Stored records
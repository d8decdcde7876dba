use chrono::{DateTime, Utc};
use rand::Rng;
use std::time::Duration;

use super::error::CredentialError;
use super::identity::IdentityApi;
use super::types::{Credential, Role};
use crate::api::types::{CreateUserOutcome, NewUser};

/// Bounded retry for e-mail collisions
#[derive(Debug, Clone, PartialEq)]
pub struct RetryPolicy {
    /// Total create attempts, the first one included
    pub max_attempts: u32,
    pub initial_backoff: Duration,
    pub max_backoff: Duration,
}

impl Default for RetryPolicy {
    fn default() -> Self {
        Self {
            max_attempts: 5,
            initial_backoff: Duration::from_millis(250),
            max_backoff: Duration::from_secs(4),
        }
    }
}

impl RetryPolicy {
    /// No waiting between attempts
    pub fn immediate(max_attempts: u32) -> Self {
        Self {
            max_attempts,
            initial_backoff: Duration::ZERO,
            max_backoff: Duration::ZERO,
        }
    }

    /// Delay before retry number `retry` (1-based): `initial * 2^(retry-1)`, capped
    pub fn backoff_for(&self, retry: u32) -> Duration {
        if retry == 0 {
            return Duration::ZERO;
        }
        let factor = 1u32.checked_shl(retry - 1).unwrap_or(u32::MAX);
        self.initial_backoff
            .checked_mul(factor)
            .unwrap_or(self.max_backoff)
            .min(self.max_backoff)
    }
}

/// Generated account identity, before the service has accepted it
#[derive(Debug, Clone, PartialEq)]
pub struct Identity {
    pub session_id: String,
    pub display_name: String,
    pub email: String,
    pub password: String,
}

/// Creates throwaway accounts on the service
#[derive(Debug, Clone)]
pub struct CredentialProvisioner {
    policy: RetryPolicy,
    email_domain: String,
    last_issued: Option<DateTime<Utc>>,
}

impl CredentialProvisioner {
    pub fn new(policy: RetryPolicy, email_domain: &str) -> Self {
        Self {
            policy,
            email_domain: email_domain.to_string(),
            last_issued: None,
        }
    }

    pub fn policy(&self) -> &RetryPolicy {
        &self.policy
    }

    /// Build a fresh identity from `<unix-millis>_<8 base36 chars>`
    pub fn generate_identity(&self, role: Role, display_name: Option<&str>) -> Identity {
        let millis = Utc::now().timestamp_millis();
        let random_id = random_base36(8);
        let session_id = format!("{}_{}", millis, random_id);
        let prefix = role.name_prefix();
        let millis_str = millis.to_string();
        let last4 = &millis_str[millis_str.len().saturating_sub(4)..];

        Identity {
            display_name: display_name
                .map(str::to_string)
                .unwrap_or_else(|| format!("{}_Session_{}", prefix, session_id)),
            email: format!(
                "{}.session.{}@{}",
                role.as_str(),
                session_id,
                self.email_domain
            ),
            password: format!("{}Ses{}{}!", prefix, random_id, last4),
            session_id,
        }
    }

    /// Create an account for `role`, regenerating the identity while the e-mail collides.
    pub async fn provision<A>(
        &mut self,
        api: &A,
        role: Role,
        display_name: Option<&str>,
    ) -> Result<Credential, CredentialError>
    where
        A: IdentityApi + ?Sized,
    {
        for attempt in 1..=self.policy.max_attempts {
            if attempt > 1 {
                let delay = self.policy.backoff_for(attempt - 1);
                if !delay.is_zero() {
                    tokio::time::sleep(delay).await;
                }
            }

            let identity = self.generate_identity(role, display_name);
            let user = NewUser {
                nome: identity.display_name.clone(),
                email: identity.email.clone(),
                password: identity.password.clone(),
                administrador: role.is_privileged().to_string(),
            };

            match api.create_user(&user).await? {
                CreateUserOutcome::Created(created) => {
                    log::info!("Created {} account {}", role, identity.email);
                    return Ok(Credential {
                        identifier: created.id,
                        email: identity.email,
                        secret: identity.password,
                        display_name: identity.display_name,
                        is_privileged: role.is_privileged(),
                        issued_at: self.next_issued_at(Utc::now()),
                        auth_token: None,
                    });
                }
                CreateUserOutcome::DuplicateEmail { message } => {
                    log::warn!(
                        "E-mail {} already taken ({}), attempt {}/{}",
                        identity.email,
                        message,
                        attempt,
                        self.policy.max_attempts
                    );
                }
                CreateUserOutcome::Rejected { status, body } => {
                    log::error!(
                        "Creating {} account {} failed with {}: {}",
                        role,
                        identity.email,
                        status,
                        body
                    );
                    return Err(CredentialError::Rejected { role, status, body });
                }
            }
        }

        Err(CredentialError::DuplicateEmailExhausted {
            role,
            attempts: self.policy.max_attempts,
        })
    }

    /// Issue times never go backwards within one provisioner
    fn next_issued_at(&mut self, now: DateTime<Utc>) -> DateTime<Utc> {
        let issued = match self.last_issued {
            Some(last) if last > now => last,
            _ => now,
        };
        self.last_issued = Some(issued);
        issued
    }
}

fn random_base36(len: usize) -> String {
    const ALPHABET: &[u8] = b"0123456789abcdefghijklmnopqrstuvwxyz";
    let mut rng = rand::thread_rng();
    (0..len)
        .map(|_| ALPHABET[rng.gen_range(0..ALPHABET.len())] as char)
        .collect()
}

■ **WHAT TO DO**
The whole of the data is to be returned with every line intact.

■ **RESPONSE BELOW**
repository d8decdcde7876dba
use chrono::{DateTime, Utc};
use rand::Rng;
use std::time::Duration;

use super::error::CredentialError;
use super::identity::IdentityApi;
use super::types::{Credential, Role};
use crate::api::types::{CreateUserOutcome, NewUser};

/// Bounded retry for e-mail collisions
#[derive(Debug, Clone, PartialEq)]
pub struct RetryPolicy {
    /// Total create attempts, the first one included
    pub max_attempts: u32,
    pub initial_backoff: Duration,
    pub max_backoff: Duration,
}

impl Default for RetryPolicy {
    fn default() -> Self {
        Self {
            max_attempts: 5,
            initial_backoff: Duration::from_millis(250),
            max_backoff: Duration::from_secs(4),
        }
    }
}

impl RetryPolicy {
    /// No waiting between attempts
    pub fn immediate(max_attempts: u32) -> Self {
        Self {
            max_attempts,
            initial_backoff: Duration::ZERO,
            max_backoff: Duration::ZERO,
        }
    }

    /// Delay before retry number `retry` (1-based): `initial * 2^(retry-1)`, capped
    pub fn backoff_for(&self, retry: u32) -> Duration {
        if retry == 0 {
            return Duration::ZERO;
        }
        let factor = 1u32.checked_shl(retry - 1).unwrap_or(u32::MAX);
        self.initial_backoff
            .checked_mul(factor)
            .unwrap_or(self.max_backoff)
            .min(self.max_backoff)
    }
}

/// Generated account identity, before the service has accepted it
#[derive(Debug, Clone, PartialEq)]
pub struct Identity {
    pub session_id: String,
    pub display_name: String,
    pub email: String,
    pub password: String,
}

/// Creates throwaway accounts on the service
#[derive(Debug, Clone)]
pub struct CredentialProvisioner {
    policy: RetryPolicy,
    email_domain: String,
    last_issued: Option<DateTime<Utc>>,
}

impl CredentialProvisioner {
    pub fn new(policy: RetryPolicy, email_domain: &str) -> Self {
        Self {
            policy,
            email_domain: email_domain.to_string(),
            last_issued: None,
        }
    }

    pub fn policy(&self) -> &RetryPolicy {
        &self.policy
    }

    /// Build a fresh identity from `<unix-millis>_<8 base36 chars>`
    pub fn generate_identity(&self, role: Role, display_name: Option<&str>) -> Identity {
        let millis = Utc::now().timestamp_millis();
        let random_id = random_base36(8);
        let session_id = format!("{}_{}", millis, random_id);
        let prefix = role.name_prefix();
        let millis_str = millis.to_string();
        let last4 = &millis_str[millis_str.len().saturating_sub(4)..];

        Identity {
            display_name: display_name
                .map(str::to_string)
                .unwrap_or_else(|| format!("{}_Session_{}", prefix, session_id)),
            email: format!(
                "{}.session.{}@{}",
                role.as_str(),
                session_id,
                self.email_domain
            ),
            password: format!("{}Ses{}{}!", prefix, random_id, last4),
            session_id,
        }
    }

    /// Create an account for `role`, regenerating the identity while the e-mail collides.
    pub async fn provision<A>(
        &mut self,
        api: &A,
        role: Role,
        display_name: Option<&str>,
    ) -> Result<Credential, CredentialError>
    where
        A: IdentityApi + ?Sized,
    {
        for attempt in 1..=self.policy.max_attempts {
            if attempt > 1 {
                let delay = self.policy.backoff_for(attempt - 1);
                if !delay.is_zero() {
                    tokio::time::sleep(delay).await;
                }
            }

            let identity = self.generate_identity(role, display_name);
            let user = NewUser {
                nome: identity.display_name.clone(),
                email: identity.email.clone(),
                password: identity.password.clone(),
                administrador: role.is_privileged().to_string(),
            };

            match api.create_user(&user).await? {
                CreateUserOutcome::Created(created) => {
                    log::info!("Created {} account {}", role, identity.email);
                    return Ok(Credential {
                        identifier: created.id,
                        email: identity.email,
                        secret: identity.password,
                        display_name: identity.display_name,
                        is_privileged: role.is_privileged(),
                        issued_at: self.next_issued_at(Utc::now()),
                        auth_token: None,
                    });
                }
                CreateUserOutcome::DuplicateEmail { message } => {
                    log::warn!(
                        "E-mail {} already taken ({}), attempt {}/{}",
                        identity.email,
                        message,
                        attempt,
                        self.policy.max_attempts
                    );
                }
                CreateUserOutcome::Rejected { status, body } => {
                    log::error!(
                        "Creating {} account {} failed with {}: {}",
                        role,
                        identity.email,
                        status,
                        body
                    );
                    return Err(CredentialError::Rejected { role, status, body });
                }
            }
        }

        Err(CredentialError::DuplicateEmailExhausted {
            role,
            attempts: self.policy.max_attempts,
        })
    }

    /// Issue times never go backwards within one provisioner
    fn next_issued_at(&mut self, now: DateTime<Utc>) -> DateTime<Utc> {
        let issued = match self.last_issued {
            Some(last) if last > now => last,
            _ => now,
        };
        self.last_issued = Some(issued);
        issued
    }
}

fn random_base36(len: usize) -> String {
    const ALPHABET: &[u8] = b"0123456789abcdefghijklmnopqrstuvwxyz";
    let mut rng = rand::thread_rng();
    (0..len)
        .map(|_| ALPHABET[rng.gen_range(0..ALPHABET.len())] as char)
        .collect()
}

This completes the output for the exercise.